深层神经网络的优化算法

神经网络发展至今,每天都有新的优化算法被提出,但是鲜有通用性好的优化算法,在课程中吴恩达老师介绍了优化效果和通用性都非常好的几种优化算法:mini-batch梯度下降、momentum梯度下降、RMSprop、Adam算法等等,下面逐一讲诉各算法的原理及程序,最后结合神经网络对比应用各优化算法后性能的改善情况。

程序所需的库文件如下

import numpy as np
import matplotlib.pyplot as plt
import scipy.io
import math
import sklearn
import sklearn.datasets


from opt_utils import *
from testCases_opt import *


plt.rcParams['figure.figsize'] = (7.0, 4.0)
plt.rcParams['image.interpolation'] = 'nearest'
plt.rcParams['image.cmap'] = 'gray'

opt_utils和testCases_opt是吴恩达老师给出的辅助程序,可在这里获取。

一、梯度下降法

在构建神经网络的反向传播过程中,我们使用梯度下降法对dW,db等参数进行迭代。

def update_parameters_with_gd(parameters, grads, learning_rate):

    L = len(parameters) // 2

    for l in range(L):

        parameters['W' + str(l+1)] =  parameters['W' + str(l+1)] - learning_rate * \
                                     grads['dW' + str(l+1)]

        parameters['b' + str(l+1)] = parameters['b' + str(l+1)] - learning_rate * \
                                     grads['db' + str(l+1)]
         
    return parameters

通常我们在每次迭代中把样本集中的m个数据一起处理,这种梯度下降就称为batch梯度下降法。

X = data_input
Y = labels
parameters = initialize_parameters(layers_dims)
for i in range(0, num_iterations):

    a, caches = forward_propagation(X, paramters)

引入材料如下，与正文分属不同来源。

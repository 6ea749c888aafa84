pub mod balance;
pub mod checkpoint;
pub mod config;
pub mod data;
pub mod error;
pub mod gan;
pub mod metrics;
pub mod session;

pub use balance::{
    AdversarialSteps, BalanceController, BalanceState, Iteration, LossTriple, StepCounters,
    StepKind, Thresholds,
};
pub use config::TrainingConfig;
pub use error::{ConfigErr, Result, TrainErr};
pub use gan::Gan;
pub use metrics::Summary;
pub use session::TrainingSession;
use std::{num::NonZeroUsize, time::Instant};

use log::{debug, info, warn};
use rand::{Rng, SeedableRng, rngs::StdRng};
use tokio::task;

use crate::{
    balance::BalanceController,
    checkpoint::{Checkpoint, CheckpointManager},
    config::TrainingConfig,
    data::{BatchSource, DataLoader, ImageDataset, mnist},
    error::{ConfigErr, Result, TrainErr},
    gan::{Gan, architecture::IMAGE_SIDE},
    metrics::{MetricsSink, Report, Summary},
};

/// Generated images classified every `sample_every` iterations.
const SAMPLE_IMAGES: usize = 3;

/// Generated and real images classified once training is done.
const FINAL_IMAGES: usize = 10;

/// The state the compute closures need, moved into the blocking pool and back.
struct Engine {
    gan: Gan,
    controller: BalanceController,
}

/// Runs `f` on the blocking pool, handing the engine back once it's done.
async fn compute<T, F>(mut engine: Engine, f: F) -> Result<(Engine, T)>
where
    T: Send + 'static,
    F: FnOnce(&mut Engine) -> Result<T> + Send + 'static,
{
    let (engine, out) = task::spawn_blocking(move || {
        let out = f(&mut engine);
        (engine, out)
    })
    .await
    .map_err(|e| TrainErr::Join(e.to_string()))?;

    Ok((engine, out?))
}

/// A full training run: data, networks, balance controller, and the periodic reports,
/// samples and checkpoints.
pub struct TrainingSession {
    cfg: TrainingConfig,
    engine: Engine,
    loader: DataLoader,
    validation: DataLoader,
    checkpoints: CheckpointManager,
    metrics: MetricsSink,
    start: u64,
}

impl TrainingSession {
    /// Creates a new `TrainingSession`, reading the images from the configured data directory.
    ///
    /// # Errors
    /// If the configuration is invalid, the data can't be loaded or the checkpoint to resume
    /// from is unusable.
    pub fn new(cfg: TrainingConfig) -> Result<Self> {
        cfg.validate()?;
        let images = mnist::load_training_set(&cfg.data_dir)?;
        Self::with_dataset(cfg, images)
    }

    /// Creates a new `TrainingSession` over already loaded images.
    ///
    /// # Arguments
    /// * `cfg` - The configuration of the run.
    /// * `images` - The whole training set, the validation images are split off its front.
    pub fn with_dataset(cfg: TrainingConfig, images: ImageDataset) -> Result<Self> {
        cfg.validate()?;

        if (images.rows(), images.cols()) != (IMAGE_SIDE, IMAGE_SIDE) {
            return Err(TrainErr::MalformedData {
                path: cfg.data_dir.clone(),
                reason: format!(
                    "expected {IMAGE_SIDE}x{IMAGE_SIDE} images, got {}x{}",
                    images.rows(),
                    images.cols()
                ),
            });
        }

        if cfg.validation_size == 0 || cfg.validation_size >= images.len() {
            return Err(ConfigErr::Invalid {
                field: "validation_size",
                reason: format!(
                    "must leave images on both sides of the split, the dataset has {}",
                    images.len()
                ),
            }
            .into());
        }

        let mut rng = match cfg.seed {
            Some(seed) => StdRng::seed_from_u64(seed),
            None => StdRng::from_os_rng(),
        };

        let (train, validation) = images.split_validation(cfg.validation_size);
        info!(
            "{} training images, {} validation images",
            train.len(),
            validation.len()
        );

        let loader = DataLoader::new(train, cfg.batch_size, StdRng::seed_from_u64(rng.random()));
        let validation = DataLoader::new(
            validation,
            cfg.batch_size,
            StdRng::seed_from_u64(rng.random()),
        );

        let mut gan = Gan::new(
            &cfg.architecture,
            &cfg.optimizer,
            cfg.real_label,
            StdRng::seed_from_u64(rng.random()),
        )?;
        info!(
            "generator has {} parameters, discriminator has {}",
            gan.generator().size(),
            gan.discriminator().size()
        );

        let mut start = 0;
        if let Some(path) = &cfg.resume_from {
            let checkpoint = CheckpointManager::load(path)?;
            gan.load_params(checkpoint.generator, checkpoint.discriminator)
                .map_err(|e| TrainErr::Checkpoint {
                    path: path.clone(),
                    reason: e.to_string(),
                })?;

            start = checkpoint.iteration + 1;
            info!("resuming from {} at iteration {start}", path.display());
        }

        let engine = Engine {
            gan,
            controller: BalanceController::new(cfg.thresholds)?,
        };

        Ok(Self {
            checkpoints: CheckpointManager::new(&cfg.checkpoint_dir, cfg.keep_checkpoints),
            metrics: MetricsSink::open(&cfg.metrics_path)?,
            engine,
            loader,
            validation,
            start,
            cfg,
        })
    }

    /// The first iteration this session will run.
    pub fn start_iteration(&self) -> u64 {
        self.start
    }

    /// Trains until the configured amount of iterations is reached.
    ///
    /// Must be called within a tokio runtime; the compute runs on its blocking pool.
    pub async fn run(self) -> Result<Summary> {
        let Self {
            cfg,
            mut engine,
            loader,
            mut validation,
            checkpoints,
            mut metrics,
            start,
        } = self;

        let began = Instant::now();
        let mut summary = Summary::default();
        let mut batches = BatchSource::new(loader, cfg.prefetch);
        let every = |i: u64, n: NonZeroUsize| i % n.get() as u64 == 0;

        if start >= cfg.iterations as u64 {
            warn!(
                "starting at iteration {start}, past the {} configured ones, nothing to train",
                cfg.iterations
            );
        } else {
            info!("training from iteration {start} up to {}", cfg.iterations);
        }

        for i in start..cfg.iterations as u64 {
            let batch = batches.next_batch().await?;
            let (back, iteration) = compute(engine, move |e| {
                Ok(e.controller.iterate(&mut e.gan, &batch)?)
            })
            .await?;
            engine = back;

            summary.bump_iteration();
            debug!("iteration {i} ran {:?}: {}", iteration.steps, iteration.losses);

            if every(i, cfg.report_every) {
                let batch = validation.next_batch();
                let (back, (losses, probe)) = compute(engine, move |e| {
                    Ok((e.gan.losses(&batch)?, e.gan.probe(&batch)?))
                })
                .await?;
                engine = back;

                let steps = engine.controller.reset_counters();
                summary.add_steps(steps);

                info!(
                    "iteration {i}: train [{}] validation [{losses}] steps d_real {} d_fake {} g {} \
                     mean d(x) {:.4} mean d(g(z)) {:.4}",
                    iteration.losses,
                    steps.real_steps,
                    steps.fake_steps,
                    steps.gen_steps,
                    probe.d_on_real,
                    probe.d_on_generated
                );

                metrics.record(&Report {
                    iteration: i,
                    train: iteration.losses,
                    validation: losses,
                    steps,
                    probe,
                })?;
            }

            if every(i, cfg.sample_every) {
                let (back, logits) = compute(engine, |e| {
                    Ok(e.gan.classify_generated(SAMPLE_IMAGES)?)
                })
                .await?;
                engine = back;

                info!(
                    "iteration {i} after {:.1?}, discriminator on generated images: {logits:?}",
                    began.elapsed()
                );
            }

            if every(i, cfg.checkpoint_every) {
                checkpoints.save(&Checkpoint {
                    iteration: i,
                    generator: engine.gan.generator().params().to_vec(),
                    discriminator: engine.gan.discriminator().params().to_vec(),
                })?;
            }
        }

        summary.add_steps(engine.controller.reset_counters());

        let real = validation.next_batch_of(FINAL_IMAGES);
        let (engine, (generated, real)) = compute(engine, move |e| {
            Ok((e.gan.classify_generated(FINAL_IMAGES)?, e.gan.classify(&real)?))
        })
        .await?;

        info!("discriminator on generated images: {generated:?}");
        info!("discriminator on real images: {real:?}");

        summary.final_losses = engine.controller.losses();
        summary.elapsed = began.elapsed();
        info!(
            "ran {} iterations in {:.1?}: {} discriminator steps on real images, {} on generated \
             images, {} generator steps",
            summary.iterations,
            summary.elapsed,
            summary.steps.real_steps,
            summary.steps.fake_steps,
            summary.steps.gen_steps
        );

        Ok(summary)
    }
}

    cost = compute_cost(a, Y)

    grads = backward_propagation(a, caches, paramters)

    paramters = update_paramters(paramters, grads)

更极端的例子是每次迭代只处理一个数据,这种方法称为随机梯度下降。

X = data_input
Y = labels
parameters = initialize_parameters(layers_dims)

for i in range(0,num_iterations):

    for j in range(0, m):
        
        a, caches = forward_propagation(X[:,j], paramters)

        cost = compute_cost(a, Y[:,j])

        grads = backward_propagation(a, caches, paramters)

        paramters = update_paramters(paramters, grads)

二、mini-batch梯度下降法

batch梯度下降法适用于样本数量较少(一般少于2000)的情况,因为每次迭代都处理整个训练集的m个样本相当消耗时间,尤其是在数据量非常大的情况下(比如500W),那么我们需要选择mini-batch梯度下降法,将整个训练集分成若干个batch,分批处理。

步骤一:调序。需保持调序后X[i]与Y[i]仍然匹配。


步骤二:划分。通常mini-batch的大小需要根据CPU或者GPU的大小而定,常用大小为:64、128、256、512.


如果样本数量不能被mini-batch-size整除,那么最后一个batch的大小为:

m - mini_batch_size * math.floors(m / mini_batch_size)
def initialize_velocity(parameters):
    L = len(parameters) // 2

    for l in range(L):
        v['dW' + str(l+1)] = np.zeros(parameters['W' + str(l+1)].shape)
        v['db' + str(l+1)] = np.zeros(parameters['b' + str(l+1)].shape)

    return v
def random_mini_batches(X, Y, mini_batch_size = 64, seed = 0):

    np.random.seed(seed)
    m = X.shape[1]
    mini_batches = []

    permutation = list(np.random.permutation(m))
    shuffled_X = X[:,permutation]
    shuffled_Y = Y[:,permutation].reshape((1,m))

    num_complete_minibatches = math.floor(m / mini_batch_size)
    for k in range(0, num_complete_minibatches):
        mini_batch_X = shuffled_X[:,k * mini_batch_size : (k + 1)* mini_batch_size]
        mini_batch_Y = shuffled_Y[:,k * mini_batch_size : (k + 1)* mini_batch_size]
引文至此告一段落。